The rigorous Disarming Act, passed in 1747, created what was perhaps the most critical time in the history of the tartan. The pipes and the tartan were banned as treasonable things, and marks of extreme disloyalty to the House of Hanover. The law expressly enacted that “neither man nor boy, except such as are employed as officers and soldiers, shall, on any pretence, wear or put on the clothes commonly called Highland clothes, viz., the plaid, philabeg or little kilt, trowse, shoulder-belts, or any part whatsoever of what peculiarly belongs to the Highland garb, and that no tartan or party-coloured plaid or stuff shall be used for greatcoats, or for upper coats, on pain of imprisonment for six months, without the option of a fine, for the first offence, and transportation for seven years for the second.” This was stringent enough, and it nearly strangled all that was peculiar to the Highlands. But, thanks principally to the patriotic exertions of the then Duke of Montrose, the ban was removed in 1782, and the Highland garb restored to favour. It is now worn by five British regiments. The Gordons wear the Gordon tartan, the Camerons the Erracht-Cameron, the Seaforths the Mac Kenzie, the Argyll and Sutherlands the Sutherland, and the Black Watch a special tartan closely resembling the Sutherland. Both battalions of the Gordons, and one each of the other four regiments, are now in South Africa.

The Highland garb as we have it to-day is a compound of three varieties, all of which were worn in the seventeenth century. There was first the dress worn by the gentry—a shirt died with saffron and a plaid of fine wool tartan, with colours assorted so as to give the best possible effect. Then there was the dress of the common people—a shirt, painted instead of dyed, with a deerskin jacket above it, and the plaid, not always of tartan, worn over the shoulders instead of belted about the body. The third variety was the trews, but this cannot be traced farther back than 1538. It probably came from Ireland, where it was the dress of the gentry from the earliest periods.

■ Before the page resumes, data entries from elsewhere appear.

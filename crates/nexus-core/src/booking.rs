//! Appointment booking through simulated agent negotiation.
//!
//! [`SimulatedSchedulerAgent`] is the default [`SchedulerAgent`]. It
//! validates the raw request into a [`BookingRequest`] and reports the
//! negotiation the scheduler, provider and user agents would perform. No
//! calendar is consulted; every valid request succeeds.

use async_trait::async_trait;
use chrono::{DateTime, Days, NaiveDate, NaiveDateTime, Utc};
use serde::{Deserialize, Serialize};
use serde_json::{Map, Value};
use uuid::Uuid;

use crate::collaborator::SchedulerAgent;
use crate::error::CollaboratorError;
use crate::intent::Urgency;

/// Validated view over a booking request body.
#[derive(Debug, Clone, PartialEq)]
pub struct BookingRequest {
    pub service: String,
    pub provider_id: String,
    pub date: NaiveDate,
    pub time: String,
    pub notes: Option<String>,
    pub urgency: Urgency,
}

impl BookingRequest {
    /// Validates a raw request body.
    ///
    /// Every failing field is reported in a single validation error.
    pub fn from_body(body: &Map<String, Value>) -> Result<Self, CollaboratorError> {
        let mut problems = Vec::new();

        let service = required_str(body, "service", "Service is required", &mut problems);
        let provider_id = required_str(body, "providerId", "Provider is required", &mut problems);
        let time = required_str(body, "time", "Time is required", &mut problems);
        let date = match body.get("date").and_then(Value::as_str).and_then(parse_date) {
            Some(date) => Some(date),
            None => {
                problems.push("Valid date is required".to_string());
                None
            }
        };

        let urgency = match body.get("urgency") {
            None | Some(Value::Null) => Urgency::Medium,
            Some(raw) => match serde_json::from_value::<Urgency>(raw.clone()) {
                Ok(urgency) => urgency,
                Err(_) => {
                    problems.push("Urgency must be low, medium or high".to_string());
                    Urgency::Medium
                }
            },
        };

        match (service, provider_id, time, date) {
            (Some(service), Some(provider_id), Some(time), Some(date)) if problems.is_empty() => {
                Ok(BookingRequest {
                    service,
                    provider_id,
                    date,
                    time,
                    notes: body.get("notes").and_then(Value::as_str).map(str::to_string),
                    urgency,
                })
            }
            _ => Err(CollaboratorError::Validation(problems.join("; "))),
        }
    }
}

fn required_str(
    body: &Map<String, Value>,
    key: &str,
    problem: &str,
    problems: &mut Vec<String>,
) -> Option<String> {
    let value = body
        .get(key)
        .and_then(Value::as_str)
        .map(str::trim)
        .filter(|s| !s.is_empty())
        .map(str::to_string);
    if value.is_none() {
        problems.push(problem.to_string());
    }
    value
}

/// Zone-less ISO date-time layouts, most specific first.
const NAIVE_DATE_TIME_FORMATS: [&str; 2] = ["%Y-%m-%dT%H:%M:%S%.f", "%Y-%m-%dT%H:%M"];

/// ISO date-time layouts with a numeric offset such as `+0100`.
const OFFSET_DATE_TIME_FORMATS: [&str; 2] = ["%Y-%m-%dT%H:%M:%S%.f%z", "%Y-%m-%dT%H:%M%z"];

/// Accepts `YYYY-MM-DD`, RFC 3339, or an ISO date-time with or without
/// seconds, fractional seconds and offset. The calendar date is taken as
/// written, before any offset is applied.
fn parse_date(raw: &str) -> Option<NaiveDate> {
    let raw = raw.trim();
    if let Ok(date) = NaiveDate::parse_from_str(raw, "%Y-%m-%d") {
        return Some(date);
    }
    if let Ok(dt) = DateTime::parse_from_rfc3339(raw) {
        return Some(dt.date_naive());
    }
    NAIVE_DATE_TIME_FORMATS
        .iter()
        .find_map(|fmt| NaiveDateTime::parse_from_str(raw, fmt).ok())
        .or_else(|| {
            OFFSET_DATE_TIME_FORMATS
                .iter()
                .find_map(|fmt| DateTime::parse_from_str(raw, fmt).ok())
                .map(|dt| dt.naive_local())
        })
        .map(|dt| dt.date())
}

/// One message exchanged between agents while booking.
#[derive(Debug, Clone, PartialEq, Serialize, Deserialize)]
pub struct NegotiationStep {
    pub agent: String,
    pub action: String,
    pub timestamp: DateTime<Utc>,
    pub result: String,
}

/// Result of a successful booking.
#[derive(Debug, Clone, PartialEq, Serialize, Deserialize)]
#[serde(rename_all = "camelCase")]
pub struct BookingOutcome {
    pub success: bool,
    pub appointment_id: String,
    pub negotiation_log: Vec<NegotiationStep>,
}

/// A slot offered instead of the requested one.
#[derive(Debug, Clone, PartialEq, Serialize, Deserialize)]
pub struct AlternativeSlot {
    /// ISO `YYYY-MM-DD`.
    pub date: String,
    pub time: String,
    pub provider: String,
    pub confidence: f64,
}

/// Default scheduler agent.
#[derive(Debug, Clone, Default)]
pub struct SimulatedSchedulerAgent {
    /// Fixed reference date for alternatives; `None` means the current UTC date.
    today: Option<NaiveDate>,
}

impl SimulatedSchedulerAgent {
    pub fn new() -> Self {
        Self::default()
    }

    pub fn with_today(today: NaiveDate) -> Self {
        Self { today: Some(today) }
    }

    /// Produces the negotiation outcome for a validated request.
    pub fn negotiate(&self, request: &BookingRequest) -> BookingOutcome {
        let now = Utc::now();
        let step = |agent: &str, action: &str, result: &str| NegotiationStep {
            agent: agent.to_string(),
            action: action.to_string(),
            timestamp: now,
            result: result.to_string(),
        };

        tracing::info!(
            service = %request.service,
            provider = %request.provider_id,
            date = %request.date,
            "negotiating booking"
        );

        BookingOutcome {
            success: true,
            appointment_id: format!("ai_{}", Uuid::new_v4().simple()),
            negotiation_log: vec![
                step("SchedulerAgent", "slot_search", "Found 3 available slots"),
                step("ProviderAgent", "availability_check", "Confirmed availability"),
                step("UserAgent", "preference_match", "Optimal slot selected"),
            ],
        }
    }

    /// Proposes three slots following `from`.
    pub fn alternatives_after(&self, from: NaiveDate, provider: &str) -> Vec<AlternativeSlot> {
        [(1, "10:00 AM", 0.9), (1, "2:30 PM", 0.8), (2, "11:00 AM", 0.7)]
            .into_iter()
            .filter_map(|(offset, time, confidence)| {
                let date = from.checked_add_days(Days::new(offset))?;
                Some(AlternativeSlot {
                    date: date.format("%Y-%m-%d").to_string(),
                    time: time.to_string(),
                    provider: provider.to_string(),
                    confidence,
                })
            })
            .collect()
    }
}

#[async_trait]
impl SchedulerAgent for SimulatedSchedulerAgent {
    async fn process_booking_request(
        &self,
        request: Map<String, Value>,
    ) -> Result<Value, CollaboratorError> {
        let booking = BookingRequest::from_body(&request)?;
        Ok(serde_json::to_value(self.negotiate(&booking))?)
    }

    async fn find_alternatives(
        &self,
        request: Map<String, Value>,
    ) -> Result<Vec<AlternativeSlot>, CollaboratorError> {
        let provider = request
            .get("providerId")
            .and_then(Value::as_str)
            .filter(|s| !s.trim().is_empty())
            .ok_or_else(|| CollaboratorError::validation("Provider is required"))?;

        let from = match request.get("date") {
            None | Some(Value::Null) => self.today.unwrap_or_else(|| Utc::now().date_naive()),
            Some(raw) => raw
                .as_str()
                .and_then(parse_date)
                .ok_or_else(|| CollaboratorError::validation("Valid date is required"))?,
        };

        Ok(self.alternatives_after(from, provider))
    }
}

The plaid proper consisted of a long piece of tartan carefully plaited in the middle and bound about the waist in large and very particularly-adjusted folds. While the lower part came down from the belt to the knees, the upper, after various wrappings so as to cover the whole body, was fixed to the left shoulder with a brooch, leaving the right arm at liberty. In wet weather the plaid was thrown loose, and formed a complete covering for the body. The headdress, when there was any, was a round, flat bonnet, the stockings were cut from the web of tartan, and the shoes were made of skin shaped in the best possible way to the form of the foot. The original of the sporran was a large piece of goat’s or badger’s skin profusely ornamented, which hung in front, and served as a pocket.

There seems to have been a time, before the dress developed into its present form, when the belted plaid and the trews were worn together. In 1656 a certain Thomas Tucker, who reported on the settlement of the revenues of excise and custom in Scotland, says one of his collectors, in order to avert the antipathy of the natives to an exciseman, “went clad after the mode of the country, with belted playde, trowses, and brogues.” “In sharp winters,” says a writer of 1680, “they wear close trouzes, which cover the thighs, legs, and feet;” while at the Battle of Killiecrankie, in 1715, “there were several of the common men died in the hills, for, having cast away their plaids at going into battle, they had not wherewith to cover them but their shirts; whereas many of the gentlemen that instead of short hose did wear trewis, though they were sorely pinched, did fare better in their short coats and trewis than those that were naked to the belt.”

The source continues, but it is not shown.